→ Assignment
Look through the material below for "carries". Copy every line that contains it.

→ Information shown
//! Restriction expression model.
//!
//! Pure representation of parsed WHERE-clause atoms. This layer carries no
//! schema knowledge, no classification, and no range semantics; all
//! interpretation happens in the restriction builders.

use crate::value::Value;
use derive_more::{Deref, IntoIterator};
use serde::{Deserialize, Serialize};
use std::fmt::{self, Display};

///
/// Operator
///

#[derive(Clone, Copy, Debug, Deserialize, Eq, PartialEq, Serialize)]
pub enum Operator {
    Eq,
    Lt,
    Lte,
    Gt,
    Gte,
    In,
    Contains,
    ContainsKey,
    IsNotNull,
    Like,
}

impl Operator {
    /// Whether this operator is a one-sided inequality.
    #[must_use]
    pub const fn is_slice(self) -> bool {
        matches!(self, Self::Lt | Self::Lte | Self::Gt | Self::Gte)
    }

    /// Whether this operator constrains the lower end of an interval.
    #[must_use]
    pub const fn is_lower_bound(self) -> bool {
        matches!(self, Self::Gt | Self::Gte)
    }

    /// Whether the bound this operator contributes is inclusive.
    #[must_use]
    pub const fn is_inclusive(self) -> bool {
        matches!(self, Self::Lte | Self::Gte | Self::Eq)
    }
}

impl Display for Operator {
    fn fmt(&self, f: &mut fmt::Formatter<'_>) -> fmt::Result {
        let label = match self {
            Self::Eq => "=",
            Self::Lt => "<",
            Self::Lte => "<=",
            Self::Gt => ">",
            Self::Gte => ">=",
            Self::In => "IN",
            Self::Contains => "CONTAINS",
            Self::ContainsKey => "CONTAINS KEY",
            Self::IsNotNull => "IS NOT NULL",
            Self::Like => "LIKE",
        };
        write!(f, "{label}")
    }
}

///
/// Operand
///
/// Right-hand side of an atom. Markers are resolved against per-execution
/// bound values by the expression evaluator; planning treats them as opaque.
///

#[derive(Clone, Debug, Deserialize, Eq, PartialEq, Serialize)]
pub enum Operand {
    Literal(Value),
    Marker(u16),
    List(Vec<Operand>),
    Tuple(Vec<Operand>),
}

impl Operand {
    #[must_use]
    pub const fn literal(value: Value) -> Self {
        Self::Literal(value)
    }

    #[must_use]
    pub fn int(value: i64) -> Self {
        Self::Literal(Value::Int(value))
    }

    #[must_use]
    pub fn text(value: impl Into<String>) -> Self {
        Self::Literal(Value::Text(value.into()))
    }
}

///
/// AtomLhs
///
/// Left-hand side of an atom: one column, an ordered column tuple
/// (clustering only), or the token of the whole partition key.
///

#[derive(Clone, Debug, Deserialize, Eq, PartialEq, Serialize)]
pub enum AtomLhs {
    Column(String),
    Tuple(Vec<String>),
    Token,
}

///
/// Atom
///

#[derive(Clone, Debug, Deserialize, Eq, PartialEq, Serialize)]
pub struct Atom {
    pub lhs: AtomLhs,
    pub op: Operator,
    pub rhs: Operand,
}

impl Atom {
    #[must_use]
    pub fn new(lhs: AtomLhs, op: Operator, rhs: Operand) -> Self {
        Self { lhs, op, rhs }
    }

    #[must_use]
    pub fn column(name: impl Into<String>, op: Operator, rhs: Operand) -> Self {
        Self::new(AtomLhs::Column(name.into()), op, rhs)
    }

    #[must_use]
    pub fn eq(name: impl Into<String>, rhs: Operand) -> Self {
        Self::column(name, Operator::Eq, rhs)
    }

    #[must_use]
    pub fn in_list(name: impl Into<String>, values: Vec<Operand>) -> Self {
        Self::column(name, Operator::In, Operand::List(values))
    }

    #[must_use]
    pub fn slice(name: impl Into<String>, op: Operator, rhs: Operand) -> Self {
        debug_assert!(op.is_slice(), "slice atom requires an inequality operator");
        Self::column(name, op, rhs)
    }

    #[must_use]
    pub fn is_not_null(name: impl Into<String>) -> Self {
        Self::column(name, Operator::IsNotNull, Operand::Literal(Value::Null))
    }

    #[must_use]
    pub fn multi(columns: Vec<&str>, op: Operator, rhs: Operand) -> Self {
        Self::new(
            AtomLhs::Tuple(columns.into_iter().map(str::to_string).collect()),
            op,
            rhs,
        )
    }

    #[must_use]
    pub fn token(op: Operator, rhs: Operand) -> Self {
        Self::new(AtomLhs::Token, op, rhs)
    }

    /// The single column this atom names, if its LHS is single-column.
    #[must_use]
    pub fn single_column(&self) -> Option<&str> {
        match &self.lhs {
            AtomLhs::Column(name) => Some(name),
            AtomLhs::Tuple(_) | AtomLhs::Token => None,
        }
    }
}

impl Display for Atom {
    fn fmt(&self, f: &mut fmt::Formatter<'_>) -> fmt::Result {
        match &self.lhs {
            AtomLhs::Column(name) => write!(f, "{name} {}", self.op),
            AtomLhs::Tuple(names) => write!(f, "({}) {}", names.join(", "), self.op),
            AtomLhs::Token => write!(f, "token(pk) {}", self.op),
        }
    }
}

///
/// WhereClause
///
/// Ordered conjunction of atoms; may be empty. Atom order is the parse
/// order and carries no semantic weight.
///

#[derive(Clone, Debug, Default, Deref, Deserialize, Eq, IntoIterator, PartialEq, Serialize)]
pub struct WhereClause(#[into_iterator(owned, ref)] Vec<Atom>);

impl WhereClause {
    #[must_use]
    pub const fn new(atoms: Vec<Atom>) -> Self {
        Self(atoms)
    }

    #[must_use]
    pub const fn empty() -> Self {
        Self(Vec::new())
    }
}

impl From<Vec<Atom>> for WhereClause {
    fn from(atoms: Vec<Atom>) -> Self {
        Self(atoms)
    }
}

...

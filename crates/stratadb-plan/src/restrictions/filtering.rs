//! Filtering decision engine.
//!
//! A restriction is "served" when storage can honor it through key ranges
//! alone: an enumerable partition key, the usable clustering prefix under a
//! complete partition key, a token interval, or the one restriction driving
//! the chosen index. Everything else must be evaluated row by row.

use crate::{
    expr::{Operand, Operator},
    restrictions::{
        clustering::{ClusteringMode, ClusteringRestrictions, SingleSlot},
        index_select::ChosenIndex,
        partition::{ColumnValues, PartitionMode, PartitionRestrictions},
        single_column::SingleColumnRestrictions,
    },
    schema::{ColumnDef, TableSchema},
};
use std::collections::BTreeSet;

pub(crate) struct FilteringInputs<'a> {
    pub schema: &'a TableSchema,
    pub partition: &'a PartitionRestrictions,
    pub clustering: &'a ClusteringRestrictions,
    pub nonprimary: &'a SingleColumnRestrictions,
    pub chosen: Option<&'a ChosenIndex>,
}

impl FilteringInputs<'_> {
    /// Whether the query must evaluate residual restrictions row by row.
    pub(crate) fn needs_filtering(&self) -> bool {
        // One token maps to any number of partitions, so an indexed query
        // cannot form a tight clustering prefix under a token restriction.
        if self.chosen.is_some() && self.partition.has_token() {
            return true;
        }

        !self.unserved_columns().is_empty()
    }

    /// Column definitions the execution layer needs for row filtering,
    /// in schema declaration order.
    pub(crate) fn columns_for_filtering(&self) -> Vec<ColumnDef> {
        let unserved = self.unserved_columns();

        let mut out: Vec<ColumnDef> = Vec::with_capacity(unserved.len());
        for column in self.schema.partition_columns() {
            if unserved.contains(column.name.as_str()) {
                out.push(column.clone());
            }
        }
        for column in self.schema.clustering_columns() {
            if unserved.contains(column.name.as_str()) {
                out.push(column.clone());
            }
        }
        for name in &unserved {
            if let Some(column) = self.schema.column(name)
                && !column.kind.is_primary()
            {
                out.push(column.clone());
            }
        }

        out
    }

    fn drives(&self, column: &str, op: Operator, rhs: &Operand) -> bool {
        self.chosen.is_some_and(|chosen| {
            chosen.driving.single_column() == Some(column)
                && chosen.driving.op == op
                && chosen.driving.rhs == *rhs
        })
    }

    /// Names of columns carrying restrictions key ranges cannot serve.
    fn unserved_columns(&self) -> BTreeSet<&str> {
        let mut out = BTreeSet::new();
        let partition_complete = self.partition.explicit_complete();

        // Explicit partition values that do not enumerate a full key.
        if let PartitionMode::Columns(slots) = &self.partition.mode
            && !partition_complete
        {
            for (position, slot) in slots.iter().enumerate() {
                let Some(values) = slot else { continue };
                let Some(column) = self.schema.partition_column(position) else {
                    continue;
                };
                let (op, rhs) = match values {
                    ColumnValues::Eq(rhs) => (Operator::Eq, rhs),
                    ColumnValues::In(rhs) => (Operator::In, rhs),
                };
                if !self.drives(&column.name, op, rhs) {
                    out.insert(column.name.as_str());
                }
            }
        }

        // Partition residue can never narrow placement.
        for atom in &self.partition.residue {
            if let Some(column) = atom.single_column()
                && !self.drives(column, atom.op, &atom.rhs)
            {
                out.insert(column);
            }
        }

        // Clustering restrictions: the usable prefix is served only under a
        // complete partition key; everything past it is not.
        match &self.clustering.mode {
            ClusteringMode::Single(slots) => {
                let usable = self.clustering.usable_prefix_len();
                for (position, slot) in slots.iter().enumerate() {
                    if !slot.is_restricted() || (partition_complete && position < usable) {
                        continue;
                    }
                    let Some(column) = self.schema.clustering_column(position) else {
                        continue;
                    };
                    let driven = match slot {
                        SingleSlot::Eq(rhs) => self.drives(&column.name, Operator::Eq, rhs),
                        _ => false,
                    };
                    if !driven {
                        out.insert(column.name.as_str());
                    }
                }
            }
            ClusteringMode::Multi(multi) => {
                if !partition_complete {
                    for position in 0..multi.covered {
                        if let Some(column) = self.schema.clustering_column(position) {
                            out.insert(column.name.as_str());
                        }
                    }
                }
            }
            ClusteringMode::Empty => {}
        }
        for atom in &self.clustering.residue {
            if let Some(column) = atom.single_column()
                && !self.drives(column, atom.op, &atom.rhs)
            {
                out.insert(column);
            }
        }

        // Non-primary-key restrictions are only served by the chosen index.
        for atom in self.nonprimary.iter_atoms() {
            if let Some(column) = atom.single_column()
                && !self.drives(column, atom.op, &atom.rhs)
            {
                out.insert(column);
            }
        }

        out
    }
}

→ Result of this exercise
//! Pure representation of parsed WHERE-clause atoms. This layer carries no
/// order and carries no semantic weight.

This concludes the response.